Family Law Prof Blog

Editor: Margaret Ryznar
Indiana University
Robert H. McKinney School of Law

Friday, October 7, 2022

Spending on Children

From the New York Times:

The pandemic, at first, left many American parents feeling stranded, cut off from school and other support systems. But then something momentous happened. The government invested billions of dollars in children, including cash payments to families, free school meals and money for child care centers and public schools.

In 2021, the federal government spent $10,710 per child, through a mix of programs and tax changes, up from $6,810 in 2019, according to the latest installment of the Urban Institute’s annual Kids’ Share report, released Thursday. It amounted to $834 billion, invested in 78 million children.

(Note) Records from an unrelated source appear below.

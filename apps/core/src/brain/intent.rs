//! Intent classification using an ordered rule cascade.
//!
//! Each rule is a (predicate, intent) pair; rules are evaluated once, in
//! order, and the first match wins. When nothing matches the result is
//! `Ambiguous` and the caller may consult the LLM fallback.

use regex::Regex;
use serde::{Deserialize, Serialize};
use std::fmt;
use std::sync::LazyLock;

/// Detected intent type
#[derive(Debug, Clone, Copy, PartialEq, Eq, Hash, Serialize, Deserialize)]
#[serde(rename_all = "snake_case")]
pub enum Intent {
    /// Per-person statistics summary (mean, max, min...)
    Report,
    /// Per-person time series chart
    Visual,
    /// Persons/days satisfying a numeric condition
    FilterCondition,
    /// Stable / unstable cohort detection
    FilterStability,
    /// Reference question answered from the document corpus
    SemanticQa,
    /// Why is stress high or low
    StressReason,
    /// Greeting or filler
    Chitchat,
    /// The question is just a person's name
    NameOnly,
    /// The question names an unsupported vital sign
    UnknownKeyword,
    /// Nothing matched, even after the LLM fallback
    Ambiguous,
}

pub const ALL_INTENTS: [Intent; 10] = [
    Intent::Report,
    Intent::Visual,
    Intent::FilterCondition,
    Intent::FilterStability,
    Intent::SemanticQa,
    Intent::StressReason,
    Intent::Chitchat,
    Intent::NameOnly,
    Intent::UnknownKeyword,
    Intent::Ambiguous,
];

impl fmt::Display for Intent {
    fn fmt(&self, f: &mut fmt::Formatter<'_>) -> fmt::Result {
        write!(f, "{}", self.label())
    }
}

impl Intent {
    /// Wire label for the intent
    pub fn label(&self) -> &'static str {
        match self {
            Intent::Report => "report",
            Intent::Visual => "visual",
            Intent::FilterCondition => "filter_condition",
            Intent::FilterStability => "filter_stability",
            Intent::SemanticQa => "semantic_qa",
            Intent::StressReason => "stress_reason",
            Intent::Chitchat => "chitchat",
            Intent::NameOnly => "name_only",
            Intent::UnknownKeyword => "unknown_keyword",
            Intent::Ambiguous => "ambiguous",
        }
    }

    /// Case-insensitive inverse of [`Intent::label`].
    pub fn from_label(label: &str) -> Option<Intent> {
        let label = label.trim().to_ascii_lowercase();
        ALL_INTENTS.iter().copied().find(|intent| intent.label() == label)
    }

    /// Intents whose handler needs a resolved person.
    pub fn requires_target(&self) -> bool {
        matches!(self, Intent::Report | Intent::Visual)
    }
}

/// Where the final label came from
#[derive(Debug, Clone, Copy, PartialEq, Eq, Serialize, Deserialize)]
#[serde(rename_all = "snake_case")]
pub enum ClassificationSource {
    Rules,
    LlmFallback,
}

/// Result of intent classification
#[derive(Debug, Clone, Serialize, Deserialize)]
pub struct IntentResult {
    /// Detected intent
    pub intent: Intent,
    /// Name of the rule that fired, if any
    pub matched_rule: Option<String>,
    pub source: ClassificationSource,
}

impl IntentResult {
    pub fn ambiguous() -> Self {
        Self {
            intent: Intent::Ambiguous,
            matched_rule: None,
            source: ClassificationSource::Rules,
        }
    }
}

type RulePredicate = fn(&str, &[String]) -> bool;

/// One step of the cascade.
pub struct IntentRule {
    pub name: &'static str,
    pub intent: Intent,
    predicate: RulePredicate,
}

impl IntentRule {
    pub fn matches(&self, text: &str, candidate_names: &[String]) -> bool {
        (self.predicate)(text, candidate_names)
    }
}

/// Greetings and filler, compared against the whole trimmed question.
const CHITCHAT_WHITELIST: &[&str] = &[
    "안녕",
    "안녕하세요",
    "안녕하세요!",
    "하이",
    "hi",
    "hello",
    "ㅎㅇ",
    "반가워",
    "반갑습니다",
    "고마워",
    "고맙습니다",
    "감사합니다",
    "땡큐",
    "ㅎㅎ",
    "ㅋㅋ",
    "ㅋㅋㅋ",
    "네",
    "응",
    "그래",
    "좋아",
    "오케이",
    "ok",
    "잘가",
    "바이",
    "bye",
];

// Compile patterns once at startup
static SUMMARY_PATTERN: LazyLock<Regex> = LazyLock::new(|| {
    Regex::new(r"(평균|최대|최소|중앙값|요약|통계)").expect("Invalid regex: summary vocabulary")
});

static CHART_PATTERN: LazyLock<Regex> = LazyLock::new(|| {
    Regex::new(r"(?i)(그래프|추이|그려|시계열|차트|변화|\bplot\b|\bgraph\b|\btrend\b)")
        .expect("Invalid regex: chart vocabulary")
});

static STABILITY_PATTERN: LazyLock<Regex> =
    LazyLock::new(|| Regex::new(r"(안정)").expect("Invalid regex: stability keyword"));

static COMPARATOR_PATTERN: LazyLock<Regex> = LazyLock::new(|| {
    Regex::new(r"(이상|이하|초과|미만|보다\s*(?:크|큰|높|많|작|낮|적)|높은 사람|낮은 사람|조건에 맞는|조건)")
        .expect("Invalid regex: comparator phrases")
});

static PERSON_REF_PATTERN: LazyLock<Regex> = LazyLock::new(|| {
    Regex::new(r"(사람|누구|누가|유저|사용자|이름|찾아|있어|있나|있는지|명단)")
        .expect("Invalid regex: person reference")
});

static INTERPRETIVE_PATTERN: LazyLock<Regex> = LazyLock::new(|| {
    Regex::new(
        r"(높은 편|낮은 편|높은가|낮은가|높은 건가|낮은 건가|기준|정상|의미|뜻|정의|어때|어떤가|어떤지|맞아|맞지|맞나|그렇지|뭐야|무엇|이란)",
    )
    .expect("Invalid regex: interpretive vocabulary")
});

static REASON_PATTERN: LazyLock<Regex> =
    LazyLock::new(|| Regex::new(r"(왜|이유|원인|때문)").expect("Invalid regex: reason keywords"));

static DIRECTION_PATTERN: LazyLock<Regex> = LazyLock::new(|| {
    Regex::new(r"(높|낮|올라|떨어|증가|감소|심해)").expect("Invalid regex: direction keywords")
});

fn is_chitchat(text: &str, _names: &[String]) -> bool {
    let trimmed = text.trim().to_lowercase();
    CHITCHAT_WHITELIST.contains(&trimmed.as_str())
}

fn is_name_only(text: &str, names: &[String]) -> bool {
    let trimmed = text.trim();
    names.iter().any(|name| name == trimmed)
}

fn is_report(text: &str, _names: &[String]) -> bool {
    SUMMARY_PATTERN.is_match(text)
}

fn is_visual(text: &str, _names: &[String]) -> bool {
    CHART_PATTERN.is_match(text)
}

fn is_stability_filter(text: &str, _names: &[String]) -> bool {
    STABILITY_PATTERN.is_match(text) && PERSON_REF_PATTERN.is_match(text)
}

fn is_condition_filter(text: &str, _names: &[String]) -> bool {
    COMPARATOR_PATTERN.is_match(text) && PERSON_REF_PATTERN.is_match(text)
}

fn is_semantic_qa(text: &str, _names: &[String]) -> bool {
    INTERPRETIVE_PATTERN.is_match(text)
}

fn is_stress_reason(text: &str, _names: &[String]) -> bool {
    REASON_PATTERN.is_match(text)
        && text.to_lowercase().contains("stress")
        && DIRECTION_PATTERN.is_match(text)
}

/// True if the text mentions stability at all (stable or unstable).
pub fn mentions_stability(text: &str) -> bool {
    STABILITY_PATTERN.is_match(text)
}

/// Intent classifier using an ordered rule list
pub struct IntentClassifier {
    rules: Vec<IntentRule>,
}

impl Default for IntentClassifier {
    fn default() -> Self {
        Self::new()
    }
}

impl IntentClassifier {
    /// Create a classifier with the standard cascade.
    pub fn new() -> Self {
        let rules = vec![
            IntentRule {
                name: "chitchat_whitelist",
                intent: Intent::Chitchat,
                predicate: is_chitchat,
            },
            IntentRule {
                name: "exact_name",
                intent: Intent::NameOnly,
                predicate: is_name_only,
            },
            IntentRule {
                name: "summary_vocabulary",
                intent: Intent::Report,
                predicate: is_report,
            },
            IntentRule {
                name: "chart_vocabulary",
                intent: Intent::Visual,
                predicate: is_visual,
            },
            IntentRule {
                name: "stability_with_person",
                intent: Intent::FilterStability,
                predicate: is_stability_filter,
            },
            IntentRule {
                name: "comparator_with_person",
                intent: Intent::FilterCondition,
                predicate: is_condition_filter,
            },
            IntentRule {
                name: "interpretive_vocabulary",
                intent: Intent::SemanticQa,
                predicate: is_semantic_qa,
            },
            IntentRule {
                name: "stress_cause",
                intent: Intent::StressReason,
                predicate: is_stress_reason,
            },
        ];

        Self { rules }
    }

    /// Classify a (synonym-normalized) question.
    pub fn classify(&self, text: &str, candidate_names: &[String]) -> IntentResult {
        if text.trim().is_empty() {
            return IntentResult::ambiguous();
        }

        self.rules
            .iter()
            .find(|rule| rule.matches(text, candidate_names))
            .map(|rule| IntentResult {
                intent: rule.intent,
                matched_rule: Some(rule.name.to_string()),
                source: ClassificationSource::Rules,
            })
            .unwrap_or_else(IntentResult::ambiguous)
    }
}

#[cfg(test)]
mod tests {
    use super::*;

    fn names() -> Vec<String> {
        vec!["김민지".to_string(), "이지훈".to_string()]
    }

    #[test]
    fn test_chitchat_detection() {
        let classifier = IntentClassifier::new();
        assert_eq!(classifier.classify("  안녕하세요 ", &names()).intent, Intent::Chitchat);
        assert_eq!(classifier.classify("Hello", &names()).intent, Intent::Chitchat);
        // Whitelist is whole-utterance only.
        assert_ne!(classifier.classify("안녕 김민지 평균", &names()).intent, Intent::Chitchat);
    }

    #[test]
    fn test_name_only_detection() {
        let classifier = IntentClassifier::new();
        let result = classifier.classify(" 김민지 ", &names());
        assert_eq!(result.intent, Intent::NameOnly);
        assert_eq!(result.matched_rule.as_deref(), Some("exact_name"));
    }

    #[test]
    fn test_report_before_visual() {
        let classifier = IntentClassifier::new();
        assert_eq!(
            classifier.classify("김민지 stress 평균 그래프", &names()).intent,
            Intent::Report
        );
        assert_eq!(
            classifier.classify("김민지 hrv 추이 보여줘", &names()).intent,
            Intent::Visual
        );
    }

    #[test]
    fn test_filter_condition_needs_person_reference() {
        let classifier = IntentClassifier::new();
        assert_eq!(
            classifier.classify("stress가 90 이상인 사람", &names()).intent,
            Intent::FilterCondition
        );
        assert_ne!(
            classifier.classify("stress 90 이상", &names()).intent,
            Intent::FilterCondition
        );
    }

    #[test]
    fn test_stability_filter() {
        let classifier = IntentClassifier::new();
        assert_eq!(
            classifier.classify("불안정한 사람 알려줘", &names()).intent,
            Intent::FilterStability
        );
        assert_eq!(
            classifier.classify("최근 7일 안정적인 사람은 누구야", &names()).intent,
            Intent::FilterStability
        );
    }

    #[test]
    fn test_semantic_qa_and_stress_reason() {
        let classifier = IntentClassifier::new();
        assert_eq!(
            classifier.classify("hrv 50이면 정상이야?", &names()).intent,
            Intent::SemanticQa
        );
        assert_eq!(
            classifier.classify("김민지 stress가 왜 이렇게 높아", &names()).intent,
            Intent::StressReason
        );
    }

    #[test]
    fn test_ambiguous_fallthrough() {
        let classifier = IntentClassifier::new();
        let result = classifier.classify("음 그냥 궁금해서", &names());
        assert_eq!(result.intent, Intent::Ambiguous);
        assert!(result.matched_rule.is_none());
        assert_eq!(classifier.classify("   ", &names()).intent, Intent::Ambiguous);
    }

    #[test]
    fn test_label_round_trip() {
        for intent in ALL_INTENTS {
            assert_eq!(Intent::from_label(intent.label()), Some(intent));
        }
        assert_eq!(Intent::from_label("REPORT"), Some(Intent::Report));
        assert_eq!(Intent::from_label("weather"), None);
    }
}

It didn’t last. The investments were meant to respond to an emergency, and as it eases and most of the investments expire, government financial support for families will largely return to prepandemic levels by 2024 — and in some categories, will decline from those levels.


Excluding tax reductions, federal spending was $8,240 per child. By comparison, similar spending on adults 65 and older last year was $35,200 per person. In typical times, for every $1 the federal government spends on children, it spends $6 on older adults. This is largely because of health costs, through Medicare and Medicaid as well as Social Security.

Spending on older adults is set to increase: One-third of the federal budget now goes to them, and that share is projected to grow to half in a decade, the Urban Institute found. Children, by comparison, get 9 percent of the budget now — and that’s expected to shrink to 6 percent in a decade.

“The simple story there is that the entitlement spending on Medicare, Medicaid and Social Security for adults is growing, it’s continuing to grow and squeezing out everything else in the budget, including children,” said Heather Hahn, a co-author of the report, who studies welfare and children’s well-being at the Urban Institute.